La ventaja que tenía la disuasión
nuclear de la época de la guerra fría era que las fuerzas estaban tan
igualadas, que el concepto acuñado por Von Neumann de “destrucción mutua
asegurada” no sólo era terminología político-militar, sino una realidad palpable:
las dos superpotencias tenían demasiado que perder si iniciaban una escalada
nuclear. En realidad, tenían que perderlo casi todo en cosa de sesenta minutos,
ya que sobre los restos
calcinados de los respectivos imperios hubiera quedado una población diezmada,
empobrecidísima y sometida a más crueles avatares que los pobres europeos del
siglo XIV cuando la epidemia de la peste negra.
La disuasión nuclear se
fundamenta en la muy conocida (y compleja) teoría de juegos y las estrategias
que se derivan de ella, según sean juegos de suma cero o de suma no nula.
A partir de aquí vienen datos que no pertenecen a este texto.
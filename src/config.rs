//! Client configuration loaded from environment variables.
//!
//! Only the API base URL is required; every timing knob has a default
//! matching the behavior the UI layer expects.

use std::env;
use std::path::PathBuf;
use std::time::Duration;

/// Session client configuration, loaded once at startup.
#[derive(Debug, Clone)]
pub struct Config {
    /// Base URL every endpoint path is appended to
    pub api_base_url: String,
    /// Health probe path
    pub health_path: String,
    /// Token refresh path
    pub refresh_path: String,
    /// Timeout for ordinary API calls
    pub http_timeout: Duration,
    /// Timeout for a single health probe
    pub probe_timeout: Duration,
    /// How long a cached availability result is trusted
    pub availability_ttl: Duration,
    /// Interval of the background health probe
    pub probe_interval: Duration,
    /// Delay before the forced re-check after a transport failure
    pub recheck_delay: Duration,
    /// Minimum spacing between login attempts
    pub login_min_interval: Duration,
    /// Location of the persisted session file
    pub store_path: PathBuf,
}

impl Default for Config {
    /// Default config for testing only.
    fn default() -> Self {
        Self {
            api_base_url: "http://localhost:5000/api".to_string(),
            health_path: "/health".to_string(),
            refresh_path: "/auth/refresh-token".to_string(),
            http_timeout: Duration::from_secs(15),
            probe_timeout: Duration::from_secs(3),
            availability_ttl: Duration::from_secs(30),
            probe_interval: Duration::from_secs(60),
            recheck_delay: Duration::from_millis(1000),
            login_min_interval: Duration::from_millis(2000),
            store_path: PathBuf::from("session.json"),
        }
    }
}

impl Config {
    /// Load configuration from environment variables.
    pub fn from_env() -> Result<Self, ConfigError> {
        dotenvy::dotenv().ok(); // Load .env file if present

        let defaults = Self::default();

        let api_base_url = env::var("SESSION_API_BASE_URL")
            .map(|v| v.trim().trim_end_matches('/').to_string())
            .map_err(|_| ConfigError::Missing("SESSION_API_BASE_URL"))?;

        if api_base_url.is_empty() {
            return Err(ConfigError::Invalid("SESSION_API_BASE_URL"));
        }

        Ok(Self {
            api_base_url,
            health_path: env::var("SESSION_HEALTH_PATH").unwrap_or(defaults.health_path),
            refresh_path: env::var("SESSION_REFRESH_PATH").unwrap_or(defaults.refresh_path),
            http_timeout: secs_var("SESSION_HTTP_TIMEOUT_SECS", defaults.http_timeout),
            probe_timeout: secs_var("SESSION_PROBE_TIMEOUT_SECS", defaults.probe_timeout),
            availability_ttl: secs_var("SESSION_AVAILABILITY_TTL_SECS", defaults.availability_ttl),
            probe_interval: secs_var("SESSION_PROBE_INTERVAL_SECS", defaults.probe_interval),
            recheck_delay: millis_var("SESSION_RECHECK_DELAY_MS", defaults.recheck_delay),
            login_min_interval: millis_var(
                "SESSION_LOGIN_MIN_INTERVAL_MS",
                defaults.login_min_interval,
            ),
            store_path: env::var("SESSION_STORE_PATH")
                .map(PathBuf::from)
                .unwrap_or(defaults.store_path),
        })
    }

    /// Absolute URL for an endpoint path.
    pub fn url(&self, path: &str) -> String {
        format!(
            "{}/{}",
            self.api_base_url.trim_end_matches('/'),
            path.trim_start_matches('/')
        )
    }
}

fn secs_var(name: &str, fallback: Duration) -> Duration {
    env::var(name)
        .ok()
        .and_then(|v| v.trim().parse::<u64>().ok())
        .map(Duration::from_secs)
        .unwrap_or(fallback)
}

fn millis_var(name: &str, fallback: Duration) -> Duration {
    env::var(name)
        .ok()
        .and_then(|v| v.trim().parse::<u64>().ok())
        .map(Duration::from_millis)
        .unwrap_or(fallback)
}

/// Configuration errors
#[derive(Debug, thiserror::Error)]
pub enum ConfigError {
    #[error("Missing required environment variable: {0}")]
    Missing(&'static str),

    #[error("Invalid value for environment variable: {0}")]
    Invalid(&'static str),
}

#[cfg(test)]
mod tests {
    use super::*;

    #[test]
    fn test_config_from_env() {
        env::set_var("SESSION_API_BASE_URL", "https://api.example.com/v1/");
        env::set_var("SESSION_AVAILABILITY_TTL_SECS", "45");
        env::set_var("SESSION_LOGIN_MIN_INTERVAL_MS", "not-a-number");

        let config = Config::from_env().expect("Config should load");

        assert_eq!(config.api_base_url, "https://api.example.com/v1");
        assert_eq!(config.availability_ttl, Duration::from_secs(45));
        assert_eq!(config.login_min_interval, Duration::from_millis(2000));
        assert_eq!(config.health_path, "/health");
    }

    #[test]
    fn url_joins_without_double_slash() {
        let config = Config::default();
        assert_eq!(
            config.url("/auth/login"),
            "http://localhost:5000/api/auth/login"
        );
        assert_eq!(config.url("posts"), "http://localhost:5000/api/posts");
    }
}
Nombres como estrategia minimax (es decir, minimizar la pérdida máxima posibles
frente al adversario) o su correlativa maximin (maximizar la ganancia propia
frente a la pérdida del contrincante) responden a conocidos algoritmos de
procesos que bajo el engañoso nombre genérico de teoría de juegos, forman parte
de todas las estrategias de guerra avanzadas, a las que se dedican numerosos
matemáticos, estadísticos y mentes privilegiadas de la computación al servicio
de los respectivos departamentos de defensa.
En estos días de creciente
tensión con Corea del Norte, son muchas las especulaciones respecto a cómo
acabará el asunto entre dos gallos de pelea como Trump y Kim. Estoy convencido
que los departamentos de análisis de situaciones de guerra americanos están
echando humo desde hace días, pero el problema que se plantea de buen principio
es que la teoría de juegos y todas sus posibles consecuencias sólo se aplican
cuando se cumplen dos premisas fundamentales. La primera de ellas es que
todos los contendientes sigan procesos de toma de decisión racionales. La
segunda es que ambos contendientes tengan más o menos lo mismo que perder, es
decir, que la relación de fuerzas sea más o menos simétrica.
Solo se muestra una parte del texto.